- [REQUIRED ACTION]: Report how many lines in the records below contain the word "PostEventData". Nothing else belongs in the answer.

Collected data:
━━━━━━━━━━━━━━━━━━━━━━━━━━━━━━

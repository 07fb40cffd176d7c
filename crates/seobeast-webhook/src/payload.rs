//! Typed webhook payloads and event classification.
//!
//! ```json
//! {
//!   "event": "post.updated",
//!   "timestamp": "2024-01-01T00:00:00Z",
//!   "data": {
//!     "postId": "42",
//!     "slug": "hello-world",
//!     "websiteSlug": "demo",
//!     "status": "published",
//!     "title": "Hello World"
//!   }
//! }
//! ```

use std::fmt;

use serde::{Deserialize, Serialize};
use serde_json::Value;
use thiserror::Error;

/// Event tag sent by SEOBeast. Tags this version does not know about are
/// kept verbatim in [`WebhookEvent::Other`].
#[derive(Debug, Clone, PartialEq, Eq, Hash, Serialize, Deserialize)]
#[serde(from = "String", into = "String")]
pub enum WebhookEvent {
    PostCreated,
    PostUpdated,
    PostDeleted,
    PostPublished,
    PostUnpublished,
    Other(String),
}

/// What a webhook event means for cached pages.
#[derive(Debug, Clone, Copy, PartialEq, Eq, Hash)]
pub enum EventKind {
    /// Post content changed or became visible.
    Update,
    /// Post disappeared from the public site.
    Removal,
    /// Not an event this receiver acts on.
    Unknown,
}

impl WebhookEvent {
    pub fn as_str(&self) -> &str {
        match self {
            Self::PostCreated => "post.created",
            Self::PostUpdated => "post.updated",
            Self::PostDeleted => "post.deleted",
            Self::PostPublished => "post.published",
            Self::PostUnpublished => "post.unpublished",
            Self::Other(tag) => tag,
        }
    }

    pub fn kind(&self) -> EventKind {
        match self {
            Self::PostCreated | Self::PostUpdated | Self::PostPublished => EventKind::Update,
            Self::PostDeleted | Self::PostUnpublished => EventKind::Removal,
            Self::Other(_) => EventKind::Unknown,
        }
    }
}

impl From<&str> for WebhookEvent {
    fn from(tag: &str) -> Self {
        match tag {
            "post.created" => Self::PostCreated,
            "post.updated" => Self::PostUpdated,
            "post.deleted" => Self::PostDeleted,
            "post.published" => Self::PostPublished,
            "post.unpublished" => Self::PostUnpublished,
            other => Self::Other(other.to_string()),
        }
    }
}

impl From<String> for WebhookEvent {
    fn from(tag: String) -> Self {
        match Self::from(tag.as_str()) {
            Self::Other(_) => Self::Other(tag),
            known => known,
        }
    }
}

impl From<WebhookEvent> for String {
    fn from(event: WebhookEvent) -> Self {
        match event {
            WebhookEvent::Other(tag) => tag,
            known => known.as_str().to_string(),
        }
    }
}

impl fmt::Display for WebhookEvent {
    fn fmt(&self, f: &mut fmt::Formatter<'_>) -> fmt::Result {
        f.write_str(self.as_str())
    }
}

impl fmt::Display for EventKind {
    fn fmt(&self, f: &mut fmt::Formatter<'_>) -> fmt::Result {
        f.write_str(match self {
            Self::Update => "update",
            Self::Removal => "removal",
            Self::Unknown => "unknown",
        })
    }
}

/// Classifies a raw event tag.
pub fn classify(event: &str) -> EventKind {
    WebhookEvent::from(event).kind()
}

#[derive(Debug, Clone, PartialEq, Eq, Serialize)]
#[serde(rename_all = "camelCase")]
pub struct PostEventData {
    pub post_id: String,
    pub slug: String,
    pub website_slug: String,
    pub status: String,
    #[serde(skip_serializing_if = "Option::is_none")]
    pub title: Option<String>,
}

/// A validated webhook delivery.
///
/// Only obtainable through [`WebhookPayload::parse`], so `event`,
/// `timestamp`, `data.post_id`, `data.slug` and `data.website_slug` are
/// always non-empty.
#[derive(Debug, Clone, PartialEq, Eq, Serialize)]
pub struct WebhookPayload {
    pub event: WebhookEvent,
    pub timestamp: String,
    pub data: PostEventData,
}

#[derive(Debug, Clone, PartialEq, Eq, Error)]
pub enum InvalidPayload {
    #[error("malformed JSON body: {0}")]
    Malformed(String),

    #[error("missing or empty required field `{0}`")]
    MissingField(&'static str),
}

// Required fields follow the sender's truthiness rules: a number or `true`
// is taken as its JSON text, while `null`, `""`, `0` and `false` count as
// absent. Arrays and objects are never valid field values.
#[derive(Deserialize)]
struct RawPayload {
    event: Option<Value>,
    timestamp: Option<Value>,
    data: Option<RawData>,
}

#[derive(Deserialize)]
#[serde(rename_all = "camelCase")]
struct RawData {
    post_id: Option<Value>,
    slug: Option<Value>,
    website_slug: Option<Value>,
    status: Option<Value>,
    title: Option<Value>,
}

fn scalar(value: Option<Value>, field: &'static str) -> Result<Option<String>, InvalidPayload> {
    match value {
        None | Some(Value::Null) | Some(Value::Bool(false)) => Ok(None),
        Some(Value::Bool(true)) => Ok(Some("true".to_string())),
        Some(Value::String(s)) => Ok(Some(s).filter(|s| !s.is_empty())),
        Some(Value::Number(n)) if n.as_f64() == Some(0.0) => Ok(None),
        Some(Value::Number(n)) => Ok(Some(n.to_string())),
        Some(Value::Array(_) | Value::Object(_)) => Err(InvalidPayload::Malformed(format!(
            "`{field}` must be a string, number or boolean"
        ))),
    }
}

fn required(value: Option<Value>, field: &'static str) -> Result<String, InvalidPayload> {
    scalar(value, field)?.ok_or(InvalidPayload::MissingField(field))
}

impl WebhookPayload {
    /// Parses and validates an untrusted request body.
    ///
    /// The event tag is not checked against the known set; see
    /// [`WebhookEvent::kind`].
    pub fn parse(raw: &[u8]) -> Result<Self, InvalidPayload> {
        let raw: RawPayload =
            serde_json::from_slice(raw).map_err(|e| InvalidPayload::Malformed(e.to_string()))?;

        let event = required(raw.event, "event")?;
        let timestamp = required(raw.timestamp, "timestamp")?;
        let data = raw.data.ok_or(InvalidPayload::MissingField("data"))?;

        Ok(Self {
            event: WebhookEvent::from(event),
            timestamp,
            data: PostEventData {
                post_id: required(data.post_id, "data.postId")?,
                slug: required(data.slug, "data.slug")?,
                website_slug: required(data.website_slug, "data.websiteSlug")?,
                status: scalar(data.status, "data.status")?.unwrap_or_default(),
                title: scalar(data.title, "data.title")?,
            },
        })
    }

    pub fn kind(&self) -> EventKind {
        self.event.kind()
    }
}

━━━━━━━━━━━━━━━━━━━━━━━━━━━━━━

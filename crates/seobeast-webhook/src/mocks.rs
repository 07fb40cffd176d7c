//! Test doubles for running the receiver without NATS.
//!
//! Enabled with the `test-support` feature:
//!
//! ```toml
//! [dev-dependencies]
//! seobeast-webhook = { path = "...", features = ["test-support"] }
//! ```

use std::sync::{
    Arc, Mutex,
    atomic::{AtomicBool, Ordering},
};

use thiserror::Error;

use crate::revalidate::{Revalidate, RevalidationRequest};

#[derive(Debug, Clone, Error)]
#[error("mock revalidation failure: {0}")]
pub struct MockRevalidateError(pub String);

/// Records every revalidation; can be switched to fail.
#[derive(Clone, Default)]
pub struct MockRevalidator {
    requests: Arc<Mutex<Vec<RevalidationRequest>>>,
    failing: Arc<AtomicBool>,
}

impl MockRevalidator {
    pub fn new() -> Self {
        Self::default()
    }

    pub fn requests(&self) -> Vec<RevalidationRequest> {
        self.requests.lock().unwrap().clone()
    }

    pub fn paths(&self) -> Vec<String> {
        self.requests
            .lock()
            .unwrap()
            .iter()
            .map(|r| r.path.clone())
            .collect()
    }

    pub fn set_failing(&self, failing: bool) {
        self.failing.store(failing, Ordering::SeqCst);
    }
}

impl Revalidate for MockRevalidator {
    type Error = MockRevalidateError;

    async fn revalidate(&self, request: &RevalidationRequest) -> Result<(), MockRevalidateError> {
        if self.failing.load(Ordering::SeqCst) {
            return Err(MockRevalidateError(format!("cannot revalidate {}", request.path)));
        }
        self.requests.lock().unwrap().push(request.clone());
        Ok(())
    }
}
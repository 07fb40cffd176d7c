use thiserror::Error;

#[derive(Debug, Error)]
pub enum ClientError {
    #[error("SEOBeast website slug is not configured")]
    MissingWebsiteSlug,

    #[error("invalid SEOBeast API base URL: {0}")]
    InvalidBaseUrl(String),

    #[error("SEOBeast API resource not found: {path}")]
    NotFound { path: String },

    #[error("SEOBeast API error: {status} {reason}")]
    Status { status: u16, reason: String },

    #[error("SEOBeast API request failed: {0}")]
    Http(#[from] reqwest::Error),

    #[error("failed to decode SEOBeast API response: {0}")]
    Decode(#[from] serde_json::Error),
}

━━━━━━━━━━━━━━━━━━━━━━━━━━━━━━

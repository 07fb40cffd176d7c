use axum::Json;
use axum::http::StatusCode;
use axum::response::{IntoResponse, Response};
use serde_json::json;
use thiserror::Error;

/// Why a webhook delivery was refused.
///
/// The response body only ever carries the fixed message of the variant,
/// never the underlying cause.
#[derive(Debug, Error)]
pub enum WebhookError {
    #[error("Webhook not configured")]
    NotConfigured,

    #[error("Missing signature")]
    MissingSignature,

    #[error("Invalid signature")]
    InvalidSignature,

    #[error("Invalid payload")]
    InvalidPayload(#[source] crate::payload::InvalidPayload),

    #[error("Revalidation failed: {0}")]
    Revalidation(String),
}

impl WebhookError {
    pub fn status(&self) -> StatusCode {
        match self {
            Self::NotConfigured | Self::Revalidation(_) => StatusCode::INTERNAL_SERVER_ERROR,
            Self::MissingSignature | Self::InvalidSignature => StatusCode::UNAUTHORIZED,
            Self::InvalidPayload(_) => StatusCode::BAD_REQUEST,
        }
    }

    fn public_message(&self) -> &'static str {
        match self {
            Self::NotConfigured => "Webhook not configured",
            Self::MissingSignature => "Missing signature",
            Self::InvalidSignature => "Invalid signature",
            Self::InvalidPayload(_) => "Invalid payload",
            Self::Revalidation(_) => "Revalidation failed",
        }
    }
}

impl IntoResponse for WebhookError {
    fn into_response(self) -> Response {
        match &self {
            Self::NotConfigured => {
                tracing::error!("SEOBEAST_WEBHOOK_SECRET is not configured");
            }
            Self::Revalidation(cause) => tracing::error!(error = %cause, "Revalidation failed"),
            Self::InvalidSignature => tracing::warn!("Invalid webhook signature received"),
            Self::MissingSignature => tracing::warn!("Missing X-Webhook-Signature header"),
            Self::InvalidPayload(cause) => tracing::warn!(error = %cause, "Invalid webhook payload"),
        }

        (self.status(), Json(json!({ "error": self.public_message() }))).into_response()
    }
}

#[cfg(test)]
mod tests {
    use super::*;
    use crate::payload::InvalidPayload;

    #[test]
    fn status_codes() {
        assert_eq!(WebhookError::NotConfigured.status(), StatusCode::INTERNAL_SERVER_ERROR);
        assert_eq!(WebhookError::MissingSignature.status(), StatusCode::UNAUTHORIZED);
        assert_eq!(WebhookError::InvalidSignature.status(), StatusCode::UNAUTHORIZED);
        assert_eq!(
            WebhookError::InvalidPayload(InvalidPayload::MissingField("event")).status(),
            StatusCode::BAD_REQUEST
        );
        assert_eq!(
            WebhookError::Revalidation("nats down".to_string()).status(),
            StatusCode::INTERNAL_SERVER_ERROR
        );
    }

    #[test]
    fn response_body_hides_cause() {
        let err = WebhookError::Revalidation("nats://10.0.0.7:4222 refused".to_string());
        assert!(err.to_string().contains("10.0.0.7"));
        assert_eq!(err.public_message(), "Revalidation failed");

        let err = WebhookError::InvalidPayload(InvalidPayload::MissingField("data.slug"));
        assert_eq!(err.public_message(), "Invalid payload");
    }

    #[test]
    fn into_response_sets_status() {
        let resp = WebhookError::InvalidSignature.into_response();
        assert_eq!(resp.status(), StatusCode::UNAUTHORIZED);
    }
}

━━━━━━━━━━━━━━━━━━━━━━━━━━━━━━

- [EXERCISE ANSWER]: 3